> **Supplied data**

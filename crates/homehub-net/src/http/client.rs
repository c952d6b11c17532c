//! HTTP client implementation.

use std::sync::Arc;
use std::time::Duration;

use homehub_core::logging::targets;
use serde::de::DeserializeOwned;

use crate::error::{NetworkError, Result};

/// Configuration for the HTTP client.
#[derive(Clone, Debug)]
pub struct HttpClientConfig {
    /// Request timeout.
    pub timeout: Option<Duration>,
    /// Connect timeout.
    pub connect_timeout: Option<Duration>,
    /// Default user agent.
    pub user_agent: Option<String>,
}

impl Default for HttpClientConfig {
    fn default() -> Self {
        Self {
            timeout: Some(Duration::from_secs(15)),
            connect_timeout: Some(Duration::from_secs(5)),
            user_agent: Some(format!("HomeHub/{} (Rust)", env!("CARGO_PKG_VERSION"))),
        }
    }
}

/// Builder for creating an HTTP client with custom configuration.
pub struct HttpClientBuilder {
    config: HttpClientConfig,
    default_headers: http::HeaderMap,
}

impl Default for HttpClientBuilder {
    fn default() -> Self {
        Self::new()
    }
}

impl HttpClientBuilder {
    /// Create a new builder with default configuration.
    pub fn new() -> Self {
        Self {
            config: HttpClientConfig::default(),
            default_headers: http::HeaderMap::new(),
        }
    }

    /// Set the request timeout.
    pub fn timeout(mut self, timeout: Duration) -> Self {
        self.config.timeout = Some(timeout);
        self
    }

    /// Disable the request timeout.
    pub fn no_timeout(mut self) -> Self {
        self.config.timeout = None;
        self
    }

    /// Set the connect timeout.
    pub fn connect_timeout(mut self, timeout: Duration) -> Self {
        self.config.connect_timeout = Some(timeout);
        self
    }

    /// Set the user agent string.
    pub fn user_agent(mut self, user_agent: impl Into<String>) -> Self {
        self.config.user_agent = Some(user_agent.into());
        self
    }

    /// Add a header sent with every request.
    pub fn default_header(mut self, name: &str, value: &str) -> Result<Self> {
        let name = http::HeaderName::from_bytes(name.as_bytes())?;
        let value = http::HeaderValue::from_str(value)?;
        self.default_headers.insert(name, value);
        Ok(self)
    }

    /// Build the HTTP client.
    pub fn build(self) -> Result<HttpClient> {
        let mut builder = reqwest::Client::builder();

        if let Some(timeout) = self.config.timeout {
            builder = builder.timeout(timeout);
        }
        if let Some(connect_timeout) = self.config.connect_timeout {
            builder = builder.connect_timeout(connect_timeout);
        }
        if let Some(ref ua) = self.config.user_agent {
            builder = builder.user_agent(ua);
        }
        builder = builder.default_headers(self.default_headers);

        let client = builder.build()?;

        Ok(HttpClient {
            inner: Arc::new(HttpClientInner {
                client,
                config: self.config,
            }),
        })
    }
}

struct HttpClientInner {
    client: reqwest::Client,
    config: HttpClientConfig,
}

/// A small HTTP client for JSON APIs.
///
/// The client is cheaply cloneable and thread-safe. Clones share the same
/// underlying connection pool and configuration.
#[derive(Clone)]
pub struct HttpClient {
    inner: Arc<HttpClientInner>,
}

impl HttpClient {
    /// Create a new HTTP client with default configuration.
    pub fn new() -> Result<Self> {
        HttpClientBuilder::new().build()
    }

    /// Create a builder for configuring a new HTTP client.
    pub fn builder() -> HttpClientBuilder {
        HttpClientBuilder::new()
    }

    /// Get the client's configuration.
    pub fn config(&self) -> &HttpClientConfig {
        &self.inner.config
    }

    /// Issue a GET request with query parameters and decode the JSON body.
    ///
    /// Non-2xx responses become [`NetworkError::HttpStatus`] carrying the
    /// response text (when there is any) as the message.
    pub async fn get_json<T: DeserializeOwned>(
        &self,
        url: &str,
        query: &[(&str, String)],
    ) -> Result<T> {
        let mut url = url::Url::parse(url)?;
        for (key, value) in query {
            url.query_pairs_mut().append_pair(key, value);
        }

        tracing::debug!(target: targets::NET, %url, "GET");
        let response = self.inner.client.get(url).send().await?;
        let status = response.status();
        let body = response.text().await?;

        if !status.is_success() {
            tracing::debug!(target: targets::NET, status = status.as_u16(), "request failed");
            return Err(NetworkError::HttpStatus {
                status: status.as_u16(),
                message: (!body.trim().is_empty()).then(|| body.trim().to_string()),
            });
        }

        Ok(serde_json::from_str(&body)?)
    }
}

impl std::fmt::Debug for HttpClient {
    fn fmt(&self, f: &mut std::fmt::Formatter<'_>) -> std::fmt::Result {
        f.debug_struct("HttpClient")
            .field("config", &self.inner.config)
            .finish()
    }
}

> **Your assignment**
Please list every line of the records that contains "with".

> **Task answer**
/// Builder for creating an HTTP client with custom configuration.
    /// Create a new builder with default configuration.
    /// Add a header sent with every request.
    /// Create a new HTTP client with default configuration.
    /// Issue a GET request with query parameters and decode the JSON body.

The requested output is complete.